### WHAT YOU SHOULD DO
In the lines below, look for "both". Copy each line where it appears.

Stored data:
......

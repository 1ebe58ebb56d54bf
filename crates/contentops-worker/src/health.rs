//! Connectivity check of the content database and the object store.

use std::sync::Arc;

use chrono::Utc;
use tracing::{error, info, warn};

use contentops_core::traits::content::ContentStore;
use contentops_core::types::HealthStatus;
use contentops_storage::StorageClient;

/// Pings both external collaborators.
#[derive(Debug, Clone)]
pub struct HealthChecker {
    store: Arc<dyn ContentStore>,
    storage: StorageClient,
}

impl HealthChecker {
    /// Create a checker.
    pub fn new(store: Arc<dyn ContentStore>, storage: StorageClient) -> Self {
        Self { store, storage }
    }

    /// Run one check. The result is fresh on every call.
    pub async fn check(&self) -> HealthStatus {
        let database_reachable = match self.store.ping().await {
            Ok(()) => true,
            Err(e) => {
                error!(error = %e, "Database health check failed");
                false
            }
        };
        let storage_reachable = self.storage.ping().await;

        let status = HealthStatus {
            database_reachable,
            storage_reachable,
            checked_at: Utc::now(),
        };

        if status.is_healthy() {
            info!("Health check passed, all services healthy");
        } else {
            warn!(
                database = database_reachable,
                storage = storage_reachable,
                "Health check found unreachable services"
            );
        }
        status
    }
}

#[cfg(test)]
mod tests {
    use contentops_database::InMemoryContentStore;
    use contentops_storage::providers::MemoryObjectStore;

    use super::*;

    #[tokio::test]
    async fn test_reports_each_collaborator() {
        let db = InMemoryContentStore::new();
        let objects = Arc::new(MemoryObjectStore::new());
        let checker = HealthChecker::new(
            Arc::new(db.clone()),
            StorageClient::new(objects.clone()),
        );

        assert!(checker.check().await.is_healthy());

        db.set_unreachable(true);
        let status = checker.check().await;
        assert!(!status.database_reachable);
        assert!(status.storage_reachable);

        db.set_unreachable(false);
        objects.set_unavailable(true);
        let status = checker.check().await;
        assert!(status.database_reachable);
        assert!(!status.storage_reachable);
    }
}
/// Per-step counts of a full synchronization.
#[derive(Debug, Clone, Default, PartialEq, Eq, Serialize)]
pub struct SyncSummary {
    /// Featured copies inserted into site2.
    pub featured_to_site2: u64,
    /// Featured copies inserted into site1.
    pub featured_to_site1: u64,
    /// Posts whose cross-site placeholders were replaced.
    pub links_updated: u64,
    /// Users copied to site2.
    pub users_to_site2: u64,
    /// Users copied to site1.
    pub users_to_site1: u64,
    /// Revisions deleted across both sites.
    pub revisions_deleted: u64,
    /// Steps that failed and were rolled back.
    pub failed_steps: Vec<String>,
}

impl SyncSummary {
    /// Whether every step succeeded.
    pub fn is_success(&self) -> bool {
        self.failed_steps.is_empty()
    }

    fn record(&mut self, step: &str, result: AppResult<u64>) -> u64 {
        match result {
            Ok(count) => count,
            Err(e) => {
                error!(step, error = %e, "Sync step failed");
                self.failed_steps.push(step.to_string());
                0
            }
        }
    }
}

/// Runs synchronization between the two sites.
#[derive(Debug, Clone)]
pub struct SyncManager {
    store: Arc<dyn ContentStore>,
    sites: SitesConfig,
    config: SyncConfig,
}

impl SyncManager {
    /// Create a manager over `store`.
    pub fn new(store: Arc<dyn ContentStore>, sites: SitesConfig, config: SyncConfig) -> Self {
        Self {
            store,
            sites,
            config,
        }
    }

    /// Published posts and pages modified in the last `hours`, newest first.
    ///
    /// Returns an empty list when the query fails.
    pub async fn get_recent_posts(&self, site_prefix: &str, hours: u32) -> Vec<PostRecord> {
        let since = cutoff(Duration::hours(i64::from(hours)));
        match self.store.recent_posts(site_prefix, since).await {
            Ok(posts) => {
                info!(site_prefix, count = posts.len(), "Fetched recent posts");
                posts
            }
            Err(e) => {
                error!(site_prefix, error = %e, "Failed to fetch recent posts");
                Vec::new()
            }
        }
    }

    /// Copy recent posts of `source_site` into `target_site` as featured
    /// content, skipping copies that already exist. Returns the number
    /// inserted.
    pub async fn sync_featured_content(
        &self,
        source_site: &str,
        target_site: &str,
    ) -> AppResult<u64> {
        let step = "featured content sync";
        let posts = self
            .get_recent_posts(&table_prefix(source_site), self.config.recent_hours)
            .await;
        if posts.is_empty() {
            info!(source = source_site, "No recent posts to feature");
            return Ok(0);
        }

        let target_prefix = table_prefix(target_site);
        let mut tx = self.begin(step).await?;
        let result = copy_featured(tx.as_mut(), &posts, &target_prefix, target_site).await;
        let inserted = finish(tx, step, result).await?;

        info!(
            source = source_site,
            target = target_site,
            inserted,
            "Synced featured content"
        );
        Ok(inserted)
    }

    /// Replace cross-site placeholders with absolute site URLs. Returns the
    /// number of posts changed in both sites.
    pub async fn update_cross_site_links(
        &self,
        site1_prefix: &str,
        site2_prefix: &str,
    ) -> AppResult<u64> {
        let step = "cross-site link update";
        let mut tx = self.begin(step).await?;
        let result = async {
            let to_site2 = tx
                .replace_in_content(site1_prefix, CROSS_LINK_SITE2, &self.sites.site2_url())
                .await?;
            let to_site1 = tx
                .replace_in_content(site2_prefix, CROSS_LINK_SITE1, &self.sites.site1_url())
                .await?;
            Ok::<u64, AppError>(to_site2 + to_site1)
        }
        .await;
        let updated = finish(tx, step, result).await?;

        info!(updated, "Updated cross-site links");
        Ok(updated)
    }

    /// Copy users registered in `source_site` during the recent window to
    /// `target_site`, skipping emails already present. Returns the number
    /// copied.
    pub async fn sync_user_data(&self, source_site: &str, target_site: &str) -> AppResult<u64> {
        let step = "user sync";
        let source_prefix = table_prefix(source_site);
        let target_prefix = table_prefix(target_site);
        let since = cutoff(Duration::hours(i64::from(self.config.recent_hours)));

        let mut tx = self.begin(step).await?;
        let result = async {
            let users = tx.users_registered_since(&source_prefix, since).await?;
            let mut copied = 0;
            for user in &users {
                if tx.user_exists(&target_prefix, &user.email).await? {
                    continue;
                }
                tx.insert_user(&target_prefix, user).await?;
                debug!(email = %user.email, "Synced user");
                copied += 1;
            }
            Ok::<u64, AppError>(copied)
        }
        .await;
        let copied = finish(tx, step, result).await?;

        info!(source = source_site, target = target_site, copied, "Synced users");
        Ok(copied)
    }

    /// Delete revisions older than `days`. Returns the number deleted.
    pub async fn cleanup_old_revisions(&self, site_prefix: &str, days: u32) -> AppResult<u64> {
        let step = "revision cleanup";
        let before = cutoff(Duration::days(i64::from(days)));

        let mut tx = self.begin(step).await?;
        let result = tx.delete_revisions_before(site_prefix, before).await;
        let deleted = finish(tx, step, result).await?;

        info!(site_prefix, deleted, days, "Cleaned up old revisions");
        Ok(deleted)
    }

    /// Run every step in both directions, then close the connection.
    pub async fn run_full_sync(&self) -> SyncSummary {
        info!("Starting full content synchronization");
        let site1_prefix = self.sites.site1_prefix.as_str();
        let site2_prefix = self.sites.site2_prefix.as_str();
        let site1 = site_name(site1_prefix);
        let site2 = site_name(site2_prefix);
        let mut summary = SyncSummary::default();

        summary.featured_to_site2 = summary.record(
            "featured_content site1->site2",
            self.sync_featured_content(site1, site2).await,
        );
        summary.featured_to_site1 = summary.record(
            "featured_content site2->site1",
            self.sync_featured_content(site2, site1).await,
        );
        summary.links_updated = summary.record(
            "cross_site_links",
            self.update_cross_site_links(site1_prefix, site2_prefix).await,
        );
        summary.users_to_site2 = summary.record(
            "users site1->site2",
            self.sync_user_data(site1, site2).await,
        );
        summary.users_to_site1 = summary.record(
            "users site2->site1",
            self.sync_user_data(site2, site1).await,
        );
        let retention = self.config.revision_retention_days;
        summary.revisions_deleted = summary.record(
            "revisions site1",
            self.cleanup_old_revisions(site1_prefix, retention).await,
        ) + summary.record(
            "revisions site2",
            self.cleanup_old_revisions(site2_prefix, retention).await,
        );

        self.store.close().await;

        if summary.is_success() {
            info!(?summary, "Full content synchronization completed");
        } else {
            warn!(failed = ?summary.failed_steps, "Full content synchronization finished with failures");
        }
        summary
    }

    async fn begin(&self, step: &str) -> AppResult<Box<dyn ContentTransaction>> {
        self.store.begin().await.map_err(|e| sync_error(step, e))
    }
}

/// `age` before now, clamped to the earliest representable time.
fn cutoff(age: Duration) -> NaiveDateTime {
    Utc::now()
        .naive_utc()
        .checked_sub_signed(age)
        .unwrap_or(NaiveDateTime::MIN)
}

async fn copy_featured(
    tx: &mut dyn ContentTransaction,
    posts: &[PostRecord],
    target_prefix: &str,
    target_site: &str,
) -> AppResult<u64> {
    let mut inserted = 0;
    for post in posts {
        let copy = NewFeaturedPost::from_source(post, target_site);
        if tx.featured_exists(target_prefix, &copy.title).await? {
            continue;
        }
        tx.insert_featured(target_prefix, &copy).await?;
        debug!(title = %post.title, guid = %copy.guid, "Featured post");
        inserted += 1;
    }
    Ok(inserted)
}

/// Commit on success, roll back on failure.
async fn finish<T>(
    tx: Box<dyn ContentTransaction>,
    step: &str,
    result: AppResult<T>,
) -> AppResult<T> {
    match result {
        Ok(value) => {
            tx.commit().await.map_err(|e| sync_error(step, e))?;
            Ok(value)
        }
        Err(e) => {
            if let Err(rollback) = tx.rollback().await {
                warn!(step, error = %rollback, "Rollback failed");
            }
            Err(sync_error(step, e))
        }
    }
}

fn sync_error(step: &str, cause: AppError) -> AppError {
    let message = format!("{step} failed: {}", cause.message);
    AppError::with_source(ErrorKind::Sync, message, cause)
}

......

### PROBLEM SOLUTION
/// Pings both external collaborators.
    /// Revisions deleted across both sites.
    /// number of posts changed in both sites.
    /// Run every step in both directions, then close the connection.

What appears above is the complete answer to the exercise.